### [The problem]
Pick out every line of the entries below where "alpha" occurs, and copy those lines.

··· Data records

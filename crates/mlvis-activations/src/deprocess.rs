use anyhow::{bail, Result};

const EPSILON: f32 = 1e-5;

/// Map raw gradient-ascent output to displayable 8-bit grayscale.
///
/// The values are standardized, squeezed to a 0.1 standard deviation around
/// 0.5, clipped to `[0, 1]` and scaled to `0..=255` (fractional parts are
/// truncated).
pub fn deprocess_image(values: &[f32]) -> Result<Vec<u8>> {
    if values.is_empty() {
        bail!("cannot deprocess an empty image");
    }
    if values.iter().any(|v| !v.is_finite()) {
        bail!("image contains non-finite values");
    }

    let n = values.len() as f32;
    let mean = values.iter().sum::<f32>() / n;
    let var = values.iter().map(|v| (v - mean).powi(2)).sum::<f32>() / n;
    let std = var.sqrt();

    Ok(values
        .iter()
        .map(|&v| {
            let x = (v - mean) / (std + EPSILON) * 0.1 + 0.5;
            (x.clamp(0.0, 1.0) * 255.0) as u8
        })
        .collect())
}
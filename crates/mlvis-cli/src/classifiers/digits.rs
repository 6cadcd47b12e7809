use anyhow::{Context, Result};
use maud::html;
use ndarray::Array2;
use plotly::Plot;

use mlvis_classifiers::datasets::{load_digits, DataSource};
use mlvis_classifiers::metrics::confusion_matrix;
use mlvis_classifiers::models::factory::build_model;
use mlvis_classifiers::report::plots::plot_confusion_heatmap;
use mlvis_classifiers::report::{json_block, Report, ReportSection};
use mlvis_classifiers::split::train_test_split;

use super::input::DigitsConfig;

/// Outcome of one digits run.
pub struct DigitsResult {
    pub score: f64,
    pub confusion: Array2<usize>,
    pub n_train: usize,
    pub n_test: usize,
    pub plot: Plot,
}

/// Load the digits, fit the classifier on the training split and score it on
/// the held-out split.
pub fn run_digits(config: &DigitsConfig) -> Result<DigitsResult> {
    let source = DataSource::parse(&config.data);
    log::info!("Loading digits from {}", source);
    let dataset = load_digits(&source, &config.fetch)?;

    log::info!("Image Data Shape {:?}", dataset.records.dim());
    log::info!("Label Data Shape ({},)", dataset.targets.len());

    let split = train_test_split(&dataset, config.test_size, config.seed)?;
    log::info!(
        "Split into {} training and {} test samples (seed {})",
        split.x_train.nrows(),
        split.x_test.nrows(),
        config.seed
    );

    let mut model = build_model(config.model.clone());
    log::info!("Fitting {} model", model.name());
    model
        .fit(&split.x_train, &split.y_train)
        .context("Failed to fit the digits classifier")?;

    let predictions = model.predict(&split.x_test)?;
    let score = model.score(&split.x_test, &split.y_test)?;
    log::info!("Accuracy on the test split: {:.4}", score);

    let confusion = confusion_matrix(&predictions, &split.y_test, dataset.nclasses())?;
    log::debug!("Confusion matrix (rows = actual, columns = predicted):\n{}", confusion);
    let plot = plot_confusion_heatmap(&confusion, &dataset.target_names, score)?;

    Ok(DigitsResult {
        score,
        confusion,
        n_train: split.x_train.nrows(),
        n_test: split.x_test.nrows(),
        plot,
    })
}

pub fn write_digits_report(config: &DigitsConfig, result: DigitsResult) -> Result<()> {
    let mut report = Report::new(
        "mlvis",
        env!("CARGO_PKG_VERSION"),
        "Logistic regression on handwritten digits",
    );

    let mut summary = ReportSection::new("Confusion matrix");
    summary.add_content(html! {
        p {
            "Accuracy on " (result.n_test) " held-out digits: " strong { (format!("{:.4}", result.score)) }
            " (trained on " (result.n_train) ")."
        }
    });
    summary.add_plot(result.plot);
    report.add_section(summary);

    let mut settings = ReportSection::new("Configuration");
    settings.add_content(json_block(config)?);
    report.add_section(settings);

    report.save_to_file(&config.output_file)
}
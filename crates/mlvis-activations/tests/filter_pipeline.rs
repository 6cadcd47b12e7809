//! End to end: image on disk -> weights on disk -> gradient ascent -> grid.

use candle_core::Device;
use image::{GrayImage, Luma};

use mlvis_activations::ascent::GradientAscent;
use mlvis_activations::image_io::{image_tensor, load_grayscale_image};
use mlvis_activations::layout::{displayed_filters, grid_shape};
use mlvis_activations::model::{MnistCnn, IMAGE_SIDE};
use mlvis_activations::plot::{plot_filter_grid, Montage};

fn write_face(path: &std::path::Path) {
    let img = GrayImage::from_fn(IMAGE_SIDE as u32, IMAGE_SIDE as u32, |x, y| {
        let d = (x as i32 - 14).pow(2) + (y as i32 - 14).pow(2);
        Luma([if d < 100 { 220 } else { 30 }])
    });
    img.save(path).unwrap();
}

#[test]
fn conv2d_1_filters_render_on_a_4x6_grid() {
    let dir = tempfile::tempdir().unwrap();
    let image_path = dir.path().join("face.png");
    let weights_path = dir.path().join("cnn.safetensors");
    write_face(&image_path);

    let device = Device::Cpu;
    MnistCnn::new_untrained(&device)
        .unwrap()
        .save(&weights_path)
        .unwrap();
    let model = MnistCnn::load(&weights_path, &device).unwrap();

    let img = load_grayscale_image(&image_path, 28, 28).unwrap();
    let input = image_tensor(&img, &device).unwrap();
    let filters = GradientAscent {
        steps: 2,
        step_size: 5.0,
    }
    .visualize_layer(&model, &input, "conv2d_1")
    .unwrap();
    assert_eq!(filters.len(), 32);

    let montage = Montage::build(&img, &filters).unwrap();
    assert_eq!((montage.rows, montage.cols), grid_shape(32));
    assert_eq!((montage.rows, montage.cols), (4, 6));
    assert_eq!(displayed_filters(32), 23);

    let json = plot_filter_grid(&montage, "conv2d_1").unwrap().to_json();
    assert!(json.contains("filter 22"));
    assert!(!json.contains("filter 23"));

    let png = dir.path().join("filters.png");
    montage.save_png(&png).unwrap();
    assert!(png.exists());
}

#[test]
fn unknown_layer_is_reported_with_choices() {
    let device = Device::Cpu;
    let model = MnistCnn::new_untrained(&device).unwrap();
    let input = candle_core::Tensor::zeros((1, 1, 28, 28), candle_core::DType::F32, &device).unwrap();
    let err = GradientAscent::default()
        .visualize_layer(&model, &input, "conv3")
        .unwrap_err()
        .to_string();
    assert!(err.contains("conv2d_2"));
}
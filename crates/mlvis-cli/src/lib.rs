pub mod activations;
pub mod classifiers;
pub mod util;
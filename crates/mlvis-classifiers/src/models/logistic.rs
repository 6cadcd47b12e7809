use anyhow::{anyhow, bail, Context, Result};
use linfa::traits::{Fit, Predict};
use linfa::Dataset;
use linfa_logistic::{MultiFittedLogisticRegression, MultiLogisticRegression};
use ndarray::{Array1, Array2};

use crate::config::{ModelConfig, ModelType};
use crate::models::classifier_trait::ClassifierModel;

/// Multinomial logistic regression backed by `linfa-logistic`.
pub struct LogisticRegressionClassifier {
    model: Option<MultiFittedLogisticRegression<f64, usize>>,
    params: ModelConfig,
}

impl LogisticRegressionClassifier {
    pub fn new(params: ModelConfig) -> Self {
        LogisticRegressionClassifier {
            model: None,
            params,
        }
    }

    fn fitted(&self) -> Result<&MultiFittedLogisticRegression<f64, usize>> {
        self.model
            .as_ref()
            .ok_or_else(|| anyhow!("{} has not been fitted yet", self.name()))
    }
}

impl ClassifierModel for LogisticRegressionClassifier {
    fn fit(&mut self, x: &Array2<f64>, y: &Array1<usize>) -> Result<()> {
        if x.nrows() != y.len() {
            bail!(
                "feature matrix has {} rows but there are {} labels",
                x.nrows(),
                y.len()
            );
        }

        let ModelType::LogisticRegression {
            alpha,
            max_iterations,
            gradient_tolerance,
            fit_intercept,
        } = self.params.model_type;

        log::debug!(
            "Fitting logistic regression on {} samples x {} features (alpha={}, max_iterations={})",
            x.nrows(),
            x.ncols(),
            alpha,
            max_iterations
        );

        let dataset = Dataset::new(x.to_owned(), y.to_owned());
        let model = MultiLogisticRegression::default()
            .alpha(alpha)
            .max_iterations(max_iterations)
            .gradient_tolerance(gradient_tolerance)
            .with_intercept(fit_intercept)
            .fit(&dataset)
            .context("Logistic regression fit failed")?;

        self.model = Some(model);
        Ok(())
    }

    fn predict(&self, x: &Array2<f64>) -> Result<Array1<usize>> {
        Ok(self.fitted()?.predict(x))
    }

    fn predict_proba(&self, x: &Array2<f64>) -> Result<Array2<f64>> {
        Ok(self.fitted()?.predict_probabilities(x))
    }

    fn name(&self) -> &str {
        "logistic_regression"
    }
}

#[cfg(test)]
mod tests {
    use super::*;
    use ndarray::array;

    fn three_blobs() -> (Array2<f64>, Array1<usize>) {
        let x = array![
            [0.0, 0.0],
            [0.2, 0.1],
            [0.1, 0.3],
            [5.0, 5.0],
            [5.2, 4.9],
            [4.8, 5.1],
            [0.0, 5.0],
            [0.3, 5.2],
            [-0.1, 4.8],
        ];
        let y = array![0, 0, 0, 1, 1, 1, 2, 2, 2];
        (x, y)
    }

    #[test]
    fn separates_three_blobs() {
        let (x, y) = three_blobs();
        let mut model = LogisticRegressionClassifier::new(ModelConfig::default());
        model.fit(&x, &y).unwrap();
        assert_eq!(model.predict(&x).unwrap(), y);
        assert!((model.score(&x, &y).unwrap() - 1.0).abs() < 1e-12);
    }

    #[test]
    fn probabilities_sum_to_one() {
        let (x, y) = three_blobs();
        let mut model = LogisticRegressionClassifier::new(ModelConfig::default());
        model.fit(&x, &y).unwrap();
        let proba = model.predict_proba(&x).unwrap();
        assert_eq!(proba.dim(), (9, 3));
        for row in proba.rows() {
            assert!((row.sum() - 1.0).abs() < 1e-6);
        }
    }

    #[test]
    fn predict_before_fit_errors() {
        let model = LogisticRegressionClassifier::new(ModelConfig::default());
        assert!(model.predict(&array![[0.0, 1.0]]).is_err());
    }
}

······

### [Result of the exercise]
            alpha,
            "Fitting logistic regression on {} samples x {} features (alpha={}, max_iterations={})",
            alpha,
            .alpha(alpha)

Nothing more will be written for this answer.